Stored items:
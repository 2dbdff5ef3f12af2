//! Sync engine configuration.
//!
//! Loads configuration from environment variables with sensible defaults.

use crate::expiry::ExpiryPolicy;
use std::env;
use std::str::FromStr;
use std::time::Duration;
use thiserror::Error;

/// Quiet period before local edits are written back
pub const DEFAULT_DEBOUNCE: Duration = Duration::from_millis(800);

/// Countdown refresh period
pub const DEFAULT_COUNTDOWN_TICK: Duration = Duration::from_secs(1);

/// Errors that can occur while loading configuration
#[derive(Error, Debug, Clone, PartialEq, Eq)]
pub enum ConfigError {
    /// A variable is set but does not parse
    #[error("Invalid value for {name}: '{value}' ({reason})")]
    Invalid {
        /// Variable name
        name: &'static str,
        /// Raw value
        value: String,
        /// Parser message
        reason: String,
    },

    /// Values parse but contradict each other
    #[error("Inconsistent configuration: {0}")]
    Inconsistent(String),
}

/// Configuration of the cart sync engine
#[derive(Debug, Clone, PartialEq, Eq)]
pub struct SyncConfig {
    /// Quiet period before a local change is written back (`CART_SYNC_DEBOUNCE_MS`)
    pub debounce: Duration,
    /// Hold window and warning threshold
    /// (`CART_EXPIRY_WINDOW_SECS`, `CART_EXPIRY_WARNING_SECS`)
    pub expiry: ExpiryPolicy,
    /// Countdown refresh period (`CART_COUNTDOWN_TICK_MS`)
    pub countdown_tick: Duration,
    /// Tax rate in basis points (`CART_TAX_RATE_BPS`)
    pub tax_rate_bps: u32,
}

impl Default for SyncConfig {
    fn default() -> Self {
        Self {
            debounce: DEFAULT_DEBOUNCE,
            expiry: ExpiryPolicy::default(),
            countdown_tick: DEFAULT_COUNTDOWN_TICK,
            tax_rate_bps: 0,
        }
    }
}

impl SyncConfig {
    /// Load configuration from the process environment
    ///
    /// Unset variables take their defaults.
    ///
    /// # Errors
    ///
    /// Returns [`ConfigError`] if a variable is set to an unparsable value or
    /// the warning threshold exceeds the expiry window.
    pub fn from_env() -> Result<Self, ConfigError> {
        Self::from_lookup(|name| env::var(name).ok())
    }

    /// Load configuration from an arbitrary variable source
    ///
    /// ```
    /// use std::time::Duration;
    /// use ticket_cart::SyncConfig;
    ///
    /// let config = SyncConfig::from_lookup(|name| match name {
    ///     "CART_SYNC_DEBOUNCE_MS" => Some("250".to_string()),
    ///     _ => None,
    /// })
    /// .unwrap();
    /// assert_eq!(config.debounce, Duration::from_millis(250));
    /// assert_eq!(config.tax_rate_bps, 0);
    /// ```
    ///
    /// # Errors
    ///
    /// See [`from_env`](Self::from_env).
    pub fn from_lookup<F>(lookup: F) -> Result<Self, ConfigError>
    where
        F: Fn(&str) -> Option<String>,
    {
        let defaults = Self::default();

        let debounce = parse(&lookup, "CART_SYNC_DEBOUNCE_MS")?
            .map_or(defaults.debounce, Duration::from_millis);
        let window = parse(&lookup, "CART_EXPIRY_WINDOW_SECS")?
            .map_or(defaults.expiry.window, Duration::from_secs);
        let warning = parse(&lookup, "CART_EXPIRY_WARNING_SECS")?
            .map_or(defaults.expiry.warning, Duration::from_secs);
        let countdown_tick = parse(&lookup, "CART_COUNTDOWN_TICK_MS")?
            .map_or(defaults.countdown_tick, Duration::from_millis);
        let tax_rate_bps = parse(&lookup, "CART_TAX_RATE_BPS")?.unwrap_or(defaults.tax_rate_bps);

        if warning > window {
            return Err(ConfigError::Inconsistent(format!(
                "expiry warning ({}s) exceeds expiry window ({}s)",
                warning.as_secs(),
                window.as_secs()
            )));
        }
        if countdown_tick.is_zero() {
            return Err(ConfigError::Inconsistent(
                "countdown tick must be positive".to_string(),
            ));
        }

        Ok(Self {
            debounce,
            expiry: ExpiryPolicy { window, warning },
            countdown_tick,
            tax_rate_bps,
        })
    }
}

fn parse<T, F>(lookup: &F, name: &'static str) -> Result<Option<T>, ConfigError>
where
    T: FromStr,
    T::Err: std::fmt::Display,
    F: Fn(&str) -> Option<String>,
{
    lookup(name)
        .map(|value| {
            value.trim().parse().map_err(|e: T::Err| ConfigError::Invalid {
                name,
                value: value.clone(),
                reason: e.to_string(),
            })
        })
        .transpose()
}

#[cfg(test)]
mod tests {
    use super::*;
    use std::collections::HashMap;

    fn lookup(vars: &[(&str, &str)]) -> impl Fn(&str) -> Option<String> {
        let vars: HashMap<String, String> = vars
            .iter()
            .map(|(k, v)| ((*k).to_string(), (*v).to_string()))
            .collect();
        move |name| vars.get(name).cloned()
    }

    #[test]
    fn defaults_when_nothing_is_set() {
        let config = SyncConfig::from_lookup(|_| None);
        assert_eq!(config, Ok(SyncConfig::default()));

        let config = SyncConfig::default();
        assert_eq!(config.debounce, Duration::from_millis(800));
        assert_eq!(config.expiry.window, Duration::from_secs(900));
        assert_eq!(config.expiry.warning, Duration::from_secs(300));
        assert_eq!(config.countdown_tick, Duration::from_secs(1));
    }

    #[test]
    fn reads_every_variable() {
        let config = SyncConfig::from_lookup(lookup(&[
            ("CART_SYNC_DEBOUNCE_MS", "100"),
            ("CART_EXPIRY_WINDOW_SECS", "600"),
            ("CART_EXPIRY_WARNING_SECS", " 60 "),
            ("CART_COUNTDOWN_TICK_MS", "250"),
            ("CART_TAX_RATE_BPS", "1800"),
        ]));

        assert_eq!(
            config,
            Ok(SyncConfig {
                debounce: Duration::from_millis(100),
                expiry: ExpiryPolicy {
                    window: Duration::from_secs(600),
                    warning: Duration::from_secs(60),
                },
                countdown_tick: Duration::from_millis(250),
                tax_rate_bps: 1_800,
            })
        );
    }

    #[test]
    fn rejects_unparsable_values() {
        let err = SyncConfig::from_lookup(lookup(&[("CART_TAX_RATE_BPS", "18%")]));
        assert!(matches!(
            err,
            Err(ConfigError::Invalid { name: "CART_TAX_RATE_BPS", ref value, .. }) if value == "18%"
        ));
    }

    #[test]
    fn rejects_warning_longer_than_window() {
        let err = SyncConfig::from_lookup(lookup(&[
            ("CART_EXPIRY_WINDOW_SECS", "60"),
            ("CART_EXPIRY_WARNING_SECS", "120"),
        ]));
        assert!(matches!(err, Err(ConfigError::Inconsistent(_))));
    }

    #[test]
    fn rejects_zero_tick() {
        let err = SyncConfig::from_lookup(lookup(&[("CART_COUNTDOWN_TICK_MS", "0")]));
        assert!(matches!(err, Err(ConfigError::Inconsistent(_))));
    }
}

Try it: Your answer should hold every line of the entries that contains the string "HashMap".

Exercise result:
    use std::collections::HashMap;
        let vars: HashMap<String, String> = vars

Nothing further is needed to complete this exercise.